There’s no doubt that the digital and more physical kinds of infrastructure that underpin the world of supply chain management and logistics are so entangled that you really cannot separate them. And I think one of my favorite pieces of dealing with this is one by the wonderful scholar Anja Kangiesser who has looked at the ways that the kind of digital tracking and tracing of workers in the supply chain has come to be absolutely central to the ways that supply chain management works. And in that sense, the control of efficiency and the circulatory of the system more broadly becomes completely dependent on this kind of surveillance. Historically, we can see that some of the technologies that were used to first trace packages in the supply chain world to underpin the increasingly “just-in-time” production system have been more and more used to track people, and the whole rise of biometric identity cards in managing laborers is one really clear indication of that.

This also plays out in the consumer service realm when, for example, we want to track our packages, when our Uber driver is going to arrive, and the way that we visualize or see that is through this kind of digital surveillance of workers. In the work I was doing with port workers, we saw that the level of security and surveillance was really aggressive in the sense that people’s sexual partners were being monitored, and certainly immigration histories, questions around people’s kind of criminal past that, would have never passed muster under old labor laws.

The ways surveillance technologies are tested and then naturalized as consumer products reminds me of social media platforms addicting us to producing data that then allows us to be tracked. Final question, and perhaps a predictable one, but I was wondering if you could talk about what you’re working on right now.
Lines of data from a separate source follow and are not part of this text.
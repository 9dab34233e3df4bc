//! Earnings and profit for a resource assignment.
//!
//! Amounts come straight from form input, so every operation is checked and
//! a result too large for a `Decimal` is reported as a validation error.

use rust_decimal::Decimal;

use crate::error::{EngineError, EngineResult};

fn out_of_range(field: &str) -> EngineError {
    EngineError::validation(field, "is out of range")
}

/// Computes `daily_rate * working_days`.
///
/// # Errors
///
/// Returns `ValidationError` on `earnings` if the product overflows.
///
/// # Example
///
/// ```
/// use rate_engine::calculation::compute_earnings;
/// use rust_decimal::Decimal;
///
/// assert_eq!(
///     compute_earnings(Decimal::new(650, 0), Decimal::new(120, 0)).unwrap(),
///     Decimal::new(78000, 0)
/// );
/// ```
pub fn compute_earnings(daily_rate: Decimal, working_days: Decimal) -> EngineResult<Decimal> {
    daily_rate
        .checked_mul(working_days)
        .ok_or_else(|| out_of_range("earnings"))
}

/// Computes `(expected_rate - actual_rate) * working_days`.
///
/// `expected_rate` is the undiscounted day rate of the role and arrangement,
/// `actual_rate` the daily rate the resource is billed at. A resource billed
/// above the expected rate yields a negative profit.
///
/// # Errors
///
/// Returns `ValidationError` if either product or the difference overflows.
pub fn compute_profit(
    expected_rate: Decimal,
    actual_rate: Decimal,
    working_days: Decimal,
) -> EngineResult<Decimal> {
    let expected = expected_rate
        .checked_mul(working_days)
        .ok_or_else(|| out_of_range("profit"))?;
    let earnings = compute_earnings(actual_rate, working_days)?;
    expected
        .checked_sub(earnings)
        .ok_or_else(|| out_of_range("profit"))
}

#[cfg(test)]
mod tests {
    use super::*;
    use proptest::prelude::*;
    use std::str::FromStr;

    fn dec(s: &str) -> Decimal {
        Decimal::from_str(s).unwrap()
    }

    /// EP-001: 650 a day for 120 days
    #[test]
    fn test_earnings_for_650_over_120_days() {
        assert_eq!(compute_earnings(dec("650"), dec("120")).unwrap(), dec("78000"));
    }

    /// EP-002: discount against the day rate is profit
    #[test]
    fn test_profit_is_discount_times_days() {
        assert_eq!(
            compute_profit(dec("800"), dec("750"), dec("100")).unwrap(),
            dec("5000")
        );
    }

    /// EP-003: billing above the day rate is a loss
    #[test]
    fn test_billing_above_day_rate_is_negative_profit() {
        assert_eq!(
            compute_profit(dec("700"), dec("720"), dec("10")).unwrap(),
            dec("-200")
        );
    }

    #[test]
    fn test_fractional_days() {
        assert_eq!(compute_earnings(dec("650"), dec("0.5")).unwrap(), dec("325"));
    }

    /// EP-004: a product beyond the decimal range is rejected, not wrapped
    #[test]
    fn test_earnings_overflow_is_validation_error() {
        match compute_earnings(Decimal::MAX, dec("2")) {
            Err(EngineError::ValidationError { field, message }) => {
                assert_eq!(field, "earnings");
                assert_eq!(message, "is out of range");
            }
            other => panic!("Expected ValidationError, got {:?}", other),
        }
    }

    #[test]
    fn test_profit_overflow_is_validation_error() {
        match compute_profit(Decimal::MAX, Decimal::ZERO, dec("2")) {
            Err(EngineError::ValidationError { field, .. }) => assert_eq!(field, "profit"),
            other => panic!("Expected ValidationError, got {:?}", other),
        }
        match compute_profit(Decimal::MAX, Decimal::MIN, Decimal::ONE) {
            Err(EngineError::ValidationError { field, .. }) => assert_eq!(field, "profit"),
            other => panic!("Expected ValidationError, got {:?}", other),
        }
    }

    #[test]
    fn test_largest_representable_earnings_is_accepted() {
        assert_eq!(compute_earnings(Decimal::MAX, Decimal::ONE).unwrap(), Decimal::MAX);
    }

    fn amount() -> impl Strategy<Value = Decimal> {
        (0i64..100_000i64, 0u32..3u32).prop_map(|(n, scale)| Decimal::new(n, scale))
    }

    fn any_amount() -> impl Strategy<Value = Decimal> {
        (any::<u32>(), any::<u32>(), any::<u32>(), any::<bool>(), 0u32..6u32).prop_map(
            |(lo, mid, hi, negative, scale)| Decimal::from_parts(lo, mid, hi, negative, scale),
        )
    }

    proptest! {
        #[test]
        fn prop_earnings_is_pure(rate in amount(), days in amount()) {
            prop_assert_eq!(
                compute_earnings(rate, days).unwrap(),
                compute_earnings(rate, days).unwrap()
            );
        }

        #[test]
        fn prop_zero_rate_earns_nothing(days in amount()) {
            prop_assert_eq!(compute_earnings(Decimal::ZERO, days).unwrap(), Decimal::ZERO);
        }

        #[test]
        fn prop_same_expected_and_actual_rate_is_zero_profit(rate in amount(), days in amount()) {
            prop_assert_eq!(compute_profit(rate, rate, days).unwrap(), Decimal::ZERO);
        }

        #[test]
        fn prop_earnings_never_panics(rate in any_amount(), days in any_amount()) {
            let _ = compute_earnings(rate, days);
            let _ = compute_profit(rate, days, rate);
        }
    }
}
I’m embarking on a project on infrastructure politics and questions of citizenship. I’m really interested in the tensions between the technocratic, securitized and financialized management of infrastructure on the one hand, and the increasing politicization of infrastructure by social movements on the other. We can see this certainly in major struggles like Standing Rock or Flint, MI. Infrastructures have enabled atrocious violence historically and continue to do so in the present, but they are also critical to sustained opposition and transformation. I am interested in the ways that movements seeking to contest or transform infrastructure are offering us some of the most creative and effective models of being political, and of possibilities for different futures.